INTRODUCTION AND AIM

Guideline-based patient educational materials (PEMs) empower patients and reduce misinformation, but require frequent updates and must be adapted to the readability level of patients. The aim is to assess whether generative artificial intelligence (GenAI) can provide readable, accurate, and up-to-date PEMs that can be subsequently translated into multiple languages for broad dissemination.

STUDY DESIGN AND METHODS

The European Association of Urology (EAU) guidelines for prostate, bladder, kidney, and testicular cancer were used as the knowledge base for GPT-4 to generate PEMs. Additionally, the PEMs were translated into five commonly spoken languages within the European Union (EU). The study was conducted through a single-blinded, online randomized assessment survey. After an initial pilot assessment of the GenAI-generated PEMs, thirty-two members of the Young Academic Urologists (YAU) groups evaluated the accuracy, completeness, and clarity of the original versus GPT-generated PEMs. The translation assessment involved two native speakers from different YAU groups for each language: Dutch, French, German, Italian, and Spanish. The primary outcomes were readability, accuracy, completeness, faithfulness, and clarity. Readability was measured using Flesch Kincaid Reading Ease (FKRE), Flesch Kincaid Grade Level (FKGL), Gunning Fog (GFS) scores and Smog (SI), Coleman Liau (CLI), Automated Readability (ARI) indexes. Accuracy, completeness, faithfulness, and clarity were rated on a 5-item Likert scale.

RESULTS

The mean time to create layperson PEMs based on the latest guideline by GPT-4 was 52.1 seconds. The readability scores for the 8 original PEMs were lower than for the 8 GPT-4-generated PEMs (Mean FKRE: 43.5 vs. 70.8; p < .001). The required reading education levels were higher for original PEMs compared to GPT-4 generated PEMs (Mean FKGL: 11.6 vs. 6.1; p < .001). For all urological localized cancers, the original PEMs were not significantly different from the GPT-4 generated PEMs in accuracy, completeness, and clarity.
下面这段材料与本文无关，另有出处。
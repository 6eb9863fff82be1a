//! Playable content of a game session.

use crate::render::{resolve_blueprint, BlueprintResult};
use sp_protocol::blueprint_models::GameBlueprint;
use sp_protocol::game_models::{StoryData, VisualizationResponse};

/// Either a typed blueprint or a legacy HTML payload.
#[derive(Debug, Clone, PartialEq)]
pub enum GameContent {
    Blueprint(GameBlueprint),
    Legacy { html: String, story: StoryData },
}

/// The question currently shown to the player.
#[derive(Debug, Clone, PartialEq, Eq)]
pub struct QuestionView {
    /// 1-based, as sent to the answer checker.
    pub number: u32,
    pub prompt: String,
    pub options: Vec<String>,
}

impl GameContent {
    /// Resolve a visualization response. Unsupported blueprints fail here,
    /// before a session is created.
    pub fn resolve(response: VisualizationResponse) -> BlueprintResult<Self> {
        match response {
            VisualizationResponse::Blueprint { blueprint, .. } => {
                let resolved =
                    resolve_blueprint(&blueprint.blueprint, blueprint.template_type.as_deref())?;
                Ok(Self::Blueprint(resolved))
            }
            VisualizationResponse::Html { html, story_data, .. } => Ok(Self::Legacy {
                html,
                story: story_data,
            }),
        }
    }

    pub fn title(&self) -> Option<&str> {
        match self {
            Self::Blueprint(blueprint) => Some(blueprint.title()),
            Self::Legacy { story, .. } => story.story_title.as_deref(),
        }
    }

    /// Number of questions, at least one.
    pub fn question_count(&self) -> usize {
        match self {
            Self::Blueprint(blueprint) => blueprint.question_count(),
            Self::Legacy { story, .. } => story.question_flow.len().max(1),
        }
    }

    /// The question at a 0-based index, when the content describes one.
    pub fn question(&self, index: usize) -> Option<QuestionView> {
        match self {
            Self::Blueprint(blueprint) => blueprint.question_flow().get(index).map(|q| QuestionView {
                number: q.question_number,
                prompt: q.prompt.clone(),
                options: q.options.clone(),
            }),
            Self::Legacy { story, .. } => story.question_flow.get(index).map(|q| QuestionView {
                number: q.question_number,
                prompt: q.intuitive_question.clone(),
                options: q
                    .answer_structure
                    .as_ref()
                    .map(|a| a.options.clone())
                    .unwrap_or_default(),
            }),
        }
    }
}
Similarly, no differences were observed for metastatic cancers. Translations of GPT-generated PEMs were rated as faithful in 77.5% of cases and clear in 67.5% of cases.

CONCLUSIONS AND RELEVANCE

GPT-4 generated PEMs have better readability levels compared to original PEMs while maintaining similar accuracy, completeness, and clarity. The use of GenAI's information extraction and language capabilities, integrated with human oversight, can significantly reduce the workload and ensure up-to-date and accurate PEMs.

PATIENT SUMMARY

Some cancer facts made for patients can be hard to read or not in the right words for those with prostate, bladder, kidney, or testicular cancer. This study used AI to quickly make short and easy-to-read content from trusted facts. Doctors checked the AI content and found that they were just as accurate, complete, and clear as the original text made for patients. They also worked well in many languages. This AI tool can assist providers in making it easier for patients to understand their cancer and the best care they can get.

摘要

引言与目的

基于指南的患者教育材料（PEMs）能增强患者能力并减少错误信息，但需要频繁更新且必须适应患者的阅读水平。目的是评估生成式人工智能（GenAI）能否提供可读、准确且最新的PEMs，随后将其翻译成多种语言以广泛传播。

研究设计与方法

欧洲泌尿外科学会（EAU）关于前列腺癌、膀胱癌、肾癌和睾丸癌的指南被用作GPT - 4生成PEMs的知识库。此外，这些PEMs被翻译成欧盟内五种常用语言。该研究通过单盲在线随机评估调查进行。在对GenAI生成的PEMs进行初步试点评估后，32名青年学术泌尿外科医生（YAU）小组的成员评估了原始PEMs与GPT生成的PEMs在准确性、完整性和清晰度方面的差异。翻译评估为每种语言安排了两名来自不同YAU小组的母语人士：荷兰语、法语、德语、意大利语和西班牙语。主要结果包括可读性、准确性、完整性、忠实性和清晰度。可读性使用弗莱什·金凯德阅读简易度（FKRE）、弗莱什·金凯德年级水平（FKGL）、冈宁雾度（GFS）得分和烟雾指数（SI）、科尔曼·廖指数（CLI）、自动可读性指数（ARI）进行测量。准确性、完整性、忠实性和清晰度通过5项李克特量表进行评分。

结果

GPT - 4根据最新指南创建面向非专业人士的PEMs的平均时间为52.1秒。8份原始PEMs的可读性得分低于8份GPT - 4生成的PEMs（平均FKRE：43.5对70.8；p <.001）。与GPT - 4生成的PEMs相比，原始PEMs所需的阅读教育水平更高（平均FKGL：11.6对6.1；p <.001）。对于所有泌尿系统局限性癌症，原始PEMs与GPT - 4生成的PEMs在准确性、完整性和清晰度方面无显著差异。同样，转移性癌症也未观察到差异。GPT生成的PEMs的翻译在77.5%的情况下被评为忠实，在67.5%的情况下被评为清晰。

结论与意义

与原始PEMs相比，GPT - 4生成的PEMs具有更好的可读性水平，同时保持了相似的准确性、完整性和清晰度。利用GenAI的信息提取和语言能力，并结合人工监督，可以显著减少工作量并确保PEMs是最新且准确的。

患者总结

一些为患者编写的癌症相关内容对于前列腺癌、膀胱癌、肾癌或睾丸癌患者来说可能难以阅读或表述不当。本研究使用人工智能从可靠事实中快速生成简短且易于阅读的内容。医生检查了人工智能生成的内容，发现它们与为患者编写的原始文本一样准确、完整且清晰。它们在多种语言中也表现良好。这种人工智能工具可以帮助医疗服务提供者让患者更容易理解自己的癌症以及所能获得的最佳治疗。